Improved investor sentiment regarding the Brexit process and economy allows another global financial services provider to upgrade their forecasts for the British Pound against the Euro. Here are the new targets and the key issues to watch going forward.
The prospects for Pound Sterling have improved notably over recent weeks, according to new analysis from Skandinaviska Enskilda Banken (SEB), and this has prompted them to revise up their forecast for Sterling.
The shift comes following the September Bank of England policy meeting where members of the Monetary Policy Committee surprised markets by indicating interest rates while have to rise in the near-future.
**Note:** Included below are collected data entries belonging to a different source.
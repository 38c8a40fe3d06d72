use crate::foundation::core::Point;
use crate::path::command::{CommandKind, PathCommand};
use crate::path::convert::Cursor;
use crate::path::sample::{cubic_point, line_point, quad_point};

/// Replace every line, quadratic and cubic segment with `n` straight lines sampled at
/// `t = i/n`, `i = 1..=n`.
///
/// Moves are made absolute and close commands pass through unchanged. Every other command
/// (including no-ops) passes through verbatim, but the pen still advances past it so later
/// relative commands resolve against the right point. `n` below 1 is treated as 1.
pub fn subdivide(commands: &[PathCommand], n: u32) -> Vec<PathCommand> {
    let n = n.max(1);
    let mut out = Vec::with_capacity(commands.len() * n as usize);
    let mut cur = Cursor::default();

    for cmd in commands {
        if !cmd.is_well_formed() {
            if cmd.kind == CommandKind::Close {
                cur.advance(cmd);
            }
            out.push(cmd.clone());
            continue;
        }

        match cmd.kind {
            CommandKind::Move => {
                let p = cur.point(cmd, 0);
                out.push(PathCommand::move_to(p.x, p.y));
            }
            CommandKind::Line => {
                let (p0, p1) = (cur.current, cur.point(cmd, 0));
                push_samples(&mut out, n, |t| line_point(p0, p1, t));
            }
            CommandKind::QuadraticCurve => {
                let (p0, c, p) = (cur.current, cur.point(cmd, 0), cur.point(cmd, 1));
                push_samples(&mut out, n, |t| quad_point(p0, c, p, t));
            }
            CommandKind::CubicCurve => {
                let (p0, c1, c2, p) = (
                    cur.current,
                    cur.point(cmd, 0),
                    cur.point(cmd, 1),
                    cur.point(cmd, 2),
                );
                push_samples(&mut out, n, |t| cubic_point(p0, c1, c2, p, t));
            }
            _ => out.push(cmd.clone()),
        }
        cur.advance(cmd);
    }
    out
}

fn push_samples(out: &mut Vec<PathCommand>, n: u32, at: impl Fn(f64) -> Point) {
    for i in 1..=n {
        let t = f64::from(i) / f64::from(n);
        let p = at(t);
        out.push(PathCommand::line_to(p.x, p.y));
    }
}

#[cfg(test)]
#[path = "../../tests/unit/path/subdivide.rs"]
mod tests;
use crate::foundation::core::{Affine, Rect};
use crate::path::command::PathCommand;
use crate::path::convert::bounds;

/// Fill or stroke paint: nothing, or a CSS color string.
#[derive(Clone, Debug, Default, PartialEq, Eq, serde::Serialize, serde::Deserialize)]
#[serde(from = "String", into = "String")]
pub enum Paint {
    /// `none`.
    #[default]
    None,
    /// Any CSS color (`red`, `#ff0000`, `hsl(0, 100%, 50%)`).
    Color(String),
}

impl Paint {
    /// Paint with a CSS color string.
    pub fn color(c: impl Into<String>) -> Self {
        let c = c.into();
        if c.trim().eq_ignore_ascii_case("none") {
            Self::None
        } else {
            Self::Color(c)
        }
    }

    /// Whether the paint draws anything.
    pub fn is_none(&self) -> bool {
        matches!(self, Self::None)
    }

    /// The color string, if any.
    pub fn as_color(&self) -> Option<&str> {
        match self {
            Self::None => None,
            Self::Color(c) => Some(c),
        }
    }
}

impl From<String> for Paint {
    fn from(s: String) -> Self {
        Self::color(s)
    }
}

impl From<Paint> for String {
    fn from(p: Paint) -> Self {
        p.to_string()
    }
}

impl std::fmt::Display for Paint {
    fn fmt(&self, f: &mut std::fmt::Formatter<'_>) -> std::fmt::Result {
        match self {
            Self::None => f.write_str("none"),
            Self::Color(c) => f.write_str(c),
        }
    }
}

/// Stroke corner style.
#[derive(Clone, Copy, Debug, Default, PartialEq, Eq, serde::Serialize, serde::Deserialize)]
#[serde(rename_all = "lowercase")]
pub enum LineJoin {
    /// Sharp corners.
    #[default]
    Miter,
    /// Rounded corners.
    Round,
    /// Cut corners.
    Bevel,
}

/// Stroke end style.
#[derive(Clone, Copy, Debug, Default, PartialEq, Eq, serde::Serialize, serde::Deserialize)]
#[serde(rename_all = "lowercase")]
pub enum LineCap {
    /// Flat, flush with the endpoint.
    #[default]
    Butt,
    /// Half-disc.
    Round,
    /// Flat, extended by half the width.
    Square,
}

/// Whether stroke or fill is painted first.
#[derive(Clone, Copy, Debug, Default, PartialEq, Eq, serde::Serialize, serde::Deserialize)]
#[serde(rename_all = "kebab-case")]
pub enum PaintOrder {
    /// Fill, then stroke on top.
    #[default]
    FillStroke,
    /// Stroke, then fill on top (stroke renders behind).
    StrokeFill,
}

/// Presentation attributes of one outline.
#[derive(Clone, Debug, PartialEq, serde::Serialize, serde::Deserialize)]
pub struct Style {
    /// Interior paint.
    pub fill: Paint,
    /// Stroke paint.
    pub stroke: Paint,
    /// Stroke width in scene units.
    pub stroke_width: f64,
    /// Corner style.
    pub line_join: LineJoin,
    /// End style.
    pub line_cap: LineCap,
    /// Stroke/fill ordering.
    pub paint_order: PaintOrder,
}

impl Default for Style {
    fn default() -> Self {
        Self {
            fill: Paint::None,
            stroke: Paint::None,
            stroke_width: 1.0,
            line_join: LineJoin::default(),
            line_cap: LineCap::default(),
            paint_order: PaintOrder::default(),
        }
    }
}

impl Style {
    /// Solid fill, no stroke.
    pub fn filled(color: impl Into<String>) -> Self {
        Self {
            fill: Paint::color(color),
            ..Self::default()
        }
    }

    /// Hairline stroke, no fill.
    pub fn wireframe(color: impl Into<String>) -> Self {
        Self {
            stroke: Paint::color(color),
            stroke_width: 1.0,
            ..Self::default()
        }
    }

    /// Half the stroke width when a stroke is painted, zero otherwise.
    pub fn stroke_extent(&self) -> f64 {
        if self.stroke.is_none() || !self.stroke_width.is_finite() {
            0.0
        } else {
            self.stroke_width.max(0.0) / 2.0
        }
    }
}

/// A single path with its styling.
#[derive(Clone, Debug, PartialEq, serde::Serialize, serde::Deserialize)]
pub struct Outline {
    /// Geometry in scene units.
    pub commands: Vec<PathCommand>,
    /// Presentation.
    pub style: Style,
}

impl Outline {
    /// Outline with the given geometry and style.
    pub fn new(commands: Vec<PathCommand>, style: Style) -> Self {
        Self { commands, style }
    }

    /// Bounds under `affine`, grown by half the stroke width.
    pub fn painted_bounds(&self, affine: Affine) -> Option<Rect> {
        let r = bounds(&self.commands, affine)?;
        let e = self.style.stroke_extent();
        Some(r.inflate(e, e))
    }
}

/// One painted copy of a character's outlines.
#[derive(Clone, Debug, PartialEq, serde::Serialize, serde::Deserialize)]
pub struct Layer {
    /// Outlines painted in order.
    pub outlines: Vec<Outline>,
    /// Placement applied to every outline.
    pub transform: Affine,
    /// Group opacity in `[0, 1]`.
    pub opacity: f64,
}

impl Layer {
    /// Untransformed, fully opaque layer.
    pub fn new(outlines: Vec<Outline>) -> Self {
        Self {
            outlines,
            transform: Affine::IDENTITY,
            opacity: 1.0,
        }
    }
}

/// Everything drawn for one input character. `layers[0]` paints first (back-most).
#[derive(Clone, Debug, PartialEq, serde::Serialize, serde::Deserialize)]
pub struct CharGroup {
    /// Source character.
    pub ch: char,
    /// Painted copies, back to front.
    pub layers: Vec<Layer>,
}

impl CharGroup {
    /// Group holding a single untransformed layer.
    pub fn new(ch: char, outlines: Vec<Outline>) -> Self {
        Self {
            ch,
            layers: vec![Layer::new(outlines)],
        }
    }

    /// Union of the painted bounds of every outline in every layer.
    ///
    /// Outlines without finite bounds do not contribute.
    pub fn bounds(&self) -> Option<Rect> {
        union_all(self.layers.iter().flat_map(|layer| {
            layer
                .outlines
                .iter()
                .filter_map(move |o| o.painted_bounds(layer.transform))
        }))
    }
}

/// A fully styled set of character outlines.
///
/// Scenes are values: effect stages take one by reference and return a new one.
#[derive(Clone, Debug, PartialEq, serde::Serialize, serde::Deserialize)]
pub struct Scene {
    /// Characters in input order.
    pub groups: Vec<CharGroup>,
    /// Color used where an effect needs a paint and the outline has none.
    pub foreground: String,
}

impl Scene {
    /// Empty scene.
    pub fn new(foreground: impl Into<String>) -> Self {
        Self {
            groups: Vec::new(),
            foreground: foreground.into(),
        }
    }

    /// Union of every group's painted bounds.
    pub fn bounds(&self) -> Option<Rect> {
        union_all(self.groups.iter().filter_map(CharGroup::bounds))
    }

    /// Copy of the scene with `f` applied to every outline.
    pub fn map_outlines(&self, mut f: impl FnMut(&Outline) -> Outline) -> Self {
        Self {
            groups: self
                .groups
                .iter()
                .map(|g| CharGroup {
                    ch: g.ch,
                    layers: g
                        .layers
                        .iter()
                        .map(|l| Layer {
                            outlines: l.outlines.iter().map(&mut f).collect(),
                            transform: l.transform,
                            opacity: l.opacity,
                        })
                        .collect(),
                })
                .collect(),
            foreground: self.foreground.clone(),
        }
    }

    /// Number of outlines across all groups and layers.
    pub fn outline_count(&self) -> usize {
        self.groups
            .iter()
            .flat_map(|g| &g.layers)
            .map(|l| l.outlines.len())
            .sum()
    }
}

fn union_all(rects: impl Iterator<Item = Rect>) -> Option<Rect> {
    rects.reduce(|a, b| a.union(b))
}

#[cfg(test)]
#[path = "../../tests/unit/scene/model.rs"]
mod tests;
use crate::effects::model::{Effect, EffectParams};
use crate::scene::model::Scene;

/// Run one stage.
pub fn apply_effect(scene: &Scene, params: &EffectParams) -> Scene {
    match params {
        EffectParams::Multiply(p) => crate::effects::multiply::multiply(scene, p),
        EffectParams::Distortion(p) => crate::effects::distortion::distortion(scene, p),
        EffectParams::Outline(p) => crate::effects::outline::outline(scene, p),
        EffectParams::Subdivide(p) => crate::effects::subdivide::subdivide(scene, p),
        EffectParams::Color(p) => crate::effects::color::color(scene, p),
    }
}

/// Fold every enabled effect over `scene`, left to right. Disabled effects are skipped.
pub fn apply_effects(scene: &Scene, effects: &[Effect]) -> Scene {
    let mut out = scene.clone();
    for effect in effects.iter().filter(|e| e.enabled) {
        tracing::trace!(id = %effect.id, kind = ?effect.kind(), "apply effect");
        out = apply_effect(&out, &effect.params);
    }
    out
}

#[cfg(test)]
#[path = "../../tests/unit/effects/pipeline.rs"]
mod tests;
use std::f64::consts::TAU;

/// Format `v` rounded to two decimals with trailing zeros trimmed (`2.50 -> "2.5"`,
/// `-0.001 -> "0"`).
pub(crate) fn fmt_num(v: f64) -> String {
    if !v.is_finite() {
        return "0".to_owned();
    }
    let mut s = format!("{:.2}", (v * 100.0).round() / 100.0);
    if s.contains('.') {
        while s.ends_with('0') {
            s.pop();
        }
        if s.ends_with('.') {
            s.pop();
        }
    }
    if s == "-0" {
        s = "0".to_owned();
    }
    s
}

/// Fractional position of `x` inside its `2π` period, in `[0, 1)`.
pub(crate) fn period_fraction(x: f64) -> f64 {
    let p = x.rem_euclid(TAU) / TAU;
    // rem_euclid can round up to exactly TAU for tiny negative inputs.
    if p >= 1.0 { 0.0 } else { p }
}

pub(crate) fn lerp(a: f64, b: f64, t: f64) -> f64 {
    a + (b - a) * t
}

#[cfg(test)]
#[path = "../../tests/unit/foundation/math.rs"]
mod tests;
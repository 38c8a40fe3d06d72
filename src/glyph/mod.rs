//! Glyph outline acquisition.

/// Outline provider trait and an in-memory implementation.
pub mod provider;
/// TrueType/OpenType outline provider.
pub mod ttf;
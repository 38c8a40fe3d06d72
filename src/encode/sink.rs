use crate::foundation::error::{GlyphfxError, GlyphfxResult};

/// A palettized frame ready for encoding.
#[derive(Clone, Debug, PartialEq, Eq)]
pub struct IndexedFrame {
    /// Width in pixels.
    pub width: u32,
    /// Height in pixels.
    pub height: u32,
    /// At most 256 RGB entries.
    pub palette: Vec<[u8; 3]>,
    /// One palette index per pixel, row-major.
    pub indices: Vec<u8>,
    /// Display time of this frame.
    pub delay_ms: u32,
}

/// Configuration provided to an [`AnimationSink`] before the first frame.
#[derive(Clone, Copy, Debug, PartialEq, Eq)]
pub struct SinkConfig {
    /// Output width in pixels.
    pub width: u32,
    /// Output height in pixels.
    pub height: u32,
    /// Frames the export will push.
    pub frame_count: u64,
    /// Per-frame delay.
    pub delay_ms: u32,
}

/// Consumer of exported frames.
///
/// Ordering contract: `push_frame` is called with strictly increasing indices, between one
/// `begin` and one `end`.
pub trait AnimationSink {
    /// Called once before any frames are pushed.
    fn begin(&mut self, cfg: SinkConfig) -> GlyphfxResult<()>;
    /// Push one frame.
    fn push_frame(&mut self, idx: u64, frame: &IndexedFrame) -> GlyphfxResult<()>;
    /// Called once after the last frame is pushed.
    fn end(&mut self) -> GlyphfxResult<()>;
}

/// Reject indices that do not strictly increase.
pub(crate) fn check_order(last: &mut Option<u64>, idx: u64) -> GlyphfxResult<()> {
    if let Some(prev) = *last
        && idx <= prev
    {
        return Err(GlyphfxError::encode(format!(
            "frame {idx} pushed after frame {prev}"
        )));
    }
    *last = Some(idx);
    Ok(())
}

/// In-memory sink for tests and debugging.
#[derive(Debug, Default)]
pub struct InMemorySink {
    cfg: Option<SinkConfig>,
    last: Option<u64>,
    ended: bool,
    pub(crate) frames: Vec<(u64, IndexedFrame)>,
}

impl InMemorySink {
    /// Create a new in-memory sink.
    pub fn new() -> Self {
        Self::default()
    }

    /// Configuration captured in `begin`, if any.
    pub fn config(&self) -> Option<SinkConfig> {
        self.cfg
    }

    /// Borrow the captured frames.
    pub fn frames(&self) -> &[(u64, IndexedFrame)] {
        &self.frames
    }

    /// Whether `end` was called after the last `begin`.
    pub fn is_finished(&self) -> bool {
        self.ended
    }
}

impl AnimationSink for InMemorySink {
    fn begin(&mut self, cfg: SinkConfig) -> GlyphfxResult<()> {
        self.cfg = Some(cfg);
        self.last = None;
        self.ended = false;
        self.frames.clear();
        Ok(())
    }

    fn push_frame(&mut self, idx: u64, frame: &IndexedFrame) -> GlyphfxResult<()> {
        check_order(&mut self.last, idx)?;
        self.frames.push((idx, frame.clone()));
        Ok(())
    }

    fn end(&mut self) -> GlyphfxResult<()> {
        self.ended = true;
        Ok(())
    }
}

#[cfg(test)]
#[path = "../../tests/unit/encode/sink.rs"]
mod tests;
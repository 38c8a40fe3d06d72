use super::*;
use serde_json::json;

#[test]
fn every_kind_declares_its_parameters() {
    let names: Vec<&str> = EffectKind::Multiply.specs().iter().map(|s| s.name).collect();
    assert_eq!(
        names,
        ["count", "offsetX", "offsetY", "rotation", "opacityDecay"]
    );
    assert!(EffectKind::Distortion.spec("waveType").is_none());
    assert_eq!(EffectKind::Subdivide.spec("subdivisions").map(|s| s.max), Some(16.0));
    for kind in EffectKind::ALL {
        assert!(EffectParams::defaults(kind).validate().is_ok(), "{kind:?}");
    }
}

#[test]
fn get_and_set_by_name() {
    let mut p = EffectParams::defaults(EffectKind::Color);
    assert_eq!(p.get("hue"), Some(200.0));
    assert!(p.set("hue", 42.0));
    assert_eq!(p.get("hue"), Some(42.0));
    assert!(!p.set("count", 3.0));
    assert_eq!(p.get("count"), None);
}

#[test]
fn validate_and_clamp_use_declared_ranges() {
    let mut p = EffectParams::Multiply(MultiplyParams {
        count: 40.0,
        opacity_decay: -1.0,
        ..MultiplyParams::default()
    });
    let err = p.validate().unwrap_err();
    assert!(err.to_string().contains("count"));

    p.clamp();
    assert!(p.validate().is_ok());
    assert_eq!(p.get("count"), Some(20.0));
    assert_eq!(p.get("opacityDecay"), Some(0.0));

    let spec = EffectKind::Color.spec("hue").unwrap();
    assert_eq!(spec.clamp(f64::NAN), 0.0);
    assert!(!spec.contains(f64::INFINITY));
}

#[test]
fn effect_json_shape() {
    let e = Effect::new(
        "fx1",
        EffectParams::Distortion(DistortionParams {
            wave_type: WaveType::Triangle,
            amplitude: 3.0,
            frequency: 0.5,
            phase: 90.0,
        }),
    );
    let v = serde_json::to_value(&e).unwrap();
    assert_eq!(
        v,
        json!({
            "id": "fx1",
            "type": "distortion",
            "enabled": true,
            "parameters": {
                "waveType": "triangle",
                "amplitude": 3.0,
                "frequency": 0.5,
                "phase": 90.0
            }
        })
    );
    let back: Effect = serde_json::from_value(v).unwrap();
    assert_eq!(back, e);
}

#[test]
fn missing_fields_fall_back_to_defaults() {
    let e: Effect = serde_json::from_value(json!({"id": "a", "type": "outline"})).unwrap();
    assert!(e.enabled);
    assert_eq!(e.params, EffectParams::defaults(EffectKind::Outline));

    let e: Effect = serde_json::from_value(json!({
        "id": "b",
        "type": "multiply",
        "enabled": false,
        "parameters": {"count": 5}
    }))
    .unwrap();
    assert!(!e.enabled);
    assert_eq!(e.params.get("count"), Some(5.0));
    assert_eq!(e.params.get("offsetX"), Some(5.0));
}

#[test]
fn unknown_type_is_rejected() {
    let r: Result<Effect, _> = serde_json::from_value(json!({"id": "a", "type": "blur"}));
    assert!(r.is_err());
}
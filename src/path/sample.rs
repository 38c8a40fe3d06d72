//! Point and tangent evaluation on line, quadratic and cubic segments.
//!
//! Tangents are unit length. A zero-length derivative (coincident control points) falls back to
//! `(1, 0)` so callers never divide by zero.

use crate::foundation::core::{Point, Vec2};

const FALLBACK_TANGENT: Vec2 = Vec2::new(1.0, 0.0);

fn unit_or_fallback(v: Vec2) -> Vec2 {
    let len = v.hypot();
    if len > f64::EPSILON && len.is_finite() {
        v / len
    } else {
        FALLBACK_TANGENT
    }
}

/// Point on the segment `p0 -> p1` at `t`.
pub fn line_point(p0: Point, p1: Point, t: f64) -> Point {
    if t == 0.0 {
        return p0;
    }
    if t == 1.0 {
        return p1;
    }
    p0.lerp(p1, t)
}

/// Unit direction of the segment `p0 -> p1`.
pub fn line_tangent(p0: Point, p1: Point) -> Vec2 {
    unit_or_fallback(p1 - p0)
}

/// Point on the quadratic Bezier `p0, p1, p2` at `t`.
pub fn quad_point(p0: Point, p1: Point, p2: Point, t: f64) -> Point {
    if t == 0.0 {
        return p0;
    }
    if t == 1.0 {
        return p2;
    }
    let mt = 1.0 - t;
    let a = mt * mt;
    let b = 2.0 * mt * t;
    let c = t * t;
    Point::new(
        a * p0.x + b * p1.x + c * p2.x,
        a * p0.y + b * p1.y + c * p2.y,
    )
}

/// Unit tangent of the quadratic Bezier at `t`: `2(1-t)(p1-p0) + 2t(p2-p1)`, normalized.
pub fn quad_tangent(p0: Point, p1: Point, p2: Point, t: f64) -> Vec2 {
    let d = (p1 - p0) * (2.0 * (1.0 - t)) + (p2 - p1) * (2.0 * t);
    unit_or_fallback(d)
}

/// Point on the cubic Bezier `p0, p1, p2, p3` at `t`.
pub fn cubic_point(p0: Point, p1: Point, p2: Point, p3: Point, t: f64) -> Point {
    if t == 0.0 {
        return p0;
    }
    if t == 1.0 {
        return p3;
    }
    let mt = 1.0 - t;
    let a = mt * mt * mt;
    let b = 3.0 * mt * mt * t;
    let c = 3.0 * mt * t * t;
    let d = t * t * t;
    Point::new(
        a * p0.x + b * p1.x + c * p2.x + d * p3.x,
        a * p0.y + b * p1.y + c * p2.y + d * p3.y,
    )
}

/// Unit tangent of the cubic Bezier at `t`.
pub fn cubic_tangent(p0: Point, p1: Point, p2: Point, p3: Point, t: f64) -> Vec2 {
    let mt = 1.0 - t;
    let d = (p1 - p0) * (3.0 * mt * mt) + (p2 - p1) * (6.0 * mt * t) + (p3 - p2) * (3.0 * t * t);
    unit_or_fallback(d)
}

/// Tangent rotated +90°: `(x, y) -> (-y, x)`.
pub fn normal(tangent: Vec2) -> Vec2 {
    Vec2::new(-tangent.y, tangent.x)
}

#[cfg(test)]
#[path = "../../tests/unit/path/sample.rs"]
mod tests;
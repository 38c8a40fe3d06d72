use std::path::Path;

use crate::foundation::error::{GlyphfxError, GlyphfxResult};
use crate::glyph::provider::{GlyphOutline, GlyphOutlineProvider};
use crate::path::command::PathCommand;

/// TrueType/OpenType font read with `ttf-parser`.
///
/// Holds the font bytes and re-parses the face table directory per lookup.
#[derive(Clone, Debug)]
pub struct TtfOutlineProvider {
    data: Vec<u8>,
    units_per_em: f64,
}

impl TtfOutlineProvider {
    /// Load a font file.
    pub fn from_path(path: impl AsRef<Path>) -> GlyphfxResult<Self> {
        let path = path.as_ref();
        let data = std::fs::read(path).map_err(|e| {
            GlyphfxError::font(format!("failed to read font '{}': {e}", path.display()))
        })?;
        Self::from_bytes(data)
    }

    /// Use in-memory font data (face index 0).
    pub fn from_bytes(data: Vec<u8>) -> GlyphfxResult<Self> {
        let face = ttf_parser::Face::parse(&data, 0)
            .map_err(|e| GlyphfxError::font(format!("failed to parse font: {e}")))?;
        let units_per_em = f64::from(face.units_per_em());
        Ok(Self { data, units_per_em })
    }

    fn face(&self) -> GlyphfxResult<ttf_parser::Face<'_>> {
        ttf_parser::Face::parse(&self.data, 0)
            .map_err(|e| GlyphfxError::font(format!("failed to parse font: {e}")))
    }
}

impl GlyphOutlineProvider for TtfOutlineProvider {
    fn units_per_em(&self) -> f64 {
        self.units_per_em
    }

    fn glyph(&self, ch: char) -> GlyphfxResult<Option<GlyphOutline>> {
        let face = self.face()?;
        let Some(id) = face.glyph_index(ch) else {
            return Ok(None);
        };
        let mut builder = CommandBuilder::default();
        // Blank glyphs have no outline but still advance.
        let _ = face.outline_glyph(id, &mut builder);
        let advance = face
            .glyph_hor_advance(id)
            .map(f64::from)
            .unwrap_or(self.units_per_em / 2.0);
        Ok(Some(GlyphOutline {
            commands: builder.commands,
            advance,
            units_per_em: self.units_per_em,
        }))
    }
}

/// Collects `ttf-parser` outline callbacks as absolute path commands in design units.
#[derive(Debug, Default)]
pub(crate) struct CommandBuilder {
    pub(crate) commands: Vec<PathCommand>,
}

impl ttf_parser::OutlineBuilder for CommandBuilder {
    fn move_to(&mut self, x: f32, y: f32) {
        self.commands
            .push(PathCommand::move_to(f64::from(x), f64::from(y)));
    }

    fn line_to(&mut self, x: f32, y: f32) {
        self.commands
            .push(PathCommand::line_to(f64::from(x), f64::from(y)));
    }

    fn quad_to(&mut self, x1: f32, y1: f32, x: f32, y: f32) {
        self.commands.push(PathCommand::quad_to(
            f64::from(x1),
            f64::from(y1),
            f64::from(x),
            f64::from(y),
        ));
    }

    fn curve_to(&mut self, x1: f32, y1: f32, x2: f32, y2: f32, x: f32, y: f32) {
        self.commands.push(PathCommand::curve_to(
            f64::from(x1),
            f64::from(y1),
            f64::from(x2),
            f64::from(y2),
            f64::from(x),
            f64::from(y),
        ));
    }

    fn close(&mut self) {
        self.commands.push(PathCommand::close());
    }
}

#[cfg(test)]
#[path = "../../tests/unit/glyph/ttf.rs"]
mod tests;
Politically, Theresa May's Florence speech represents progress on Brexit having proposed a two-year transitional EEA-style relationship with the EU after the official 2019 end date, thus trying to avert a Brexit 'cliff-edge'.
The two events have helped the Pound recover against the Euro with the exchange rate peaking just above 1.14, having gone just below 1.08 in August.
Despite the rally, Sterling remains massively devalued as a result of downwards pressure from the political risk premium demanded by investors owing to Brexit uncertainty.
Take the political lid off, however, and Sterling could rally strongly.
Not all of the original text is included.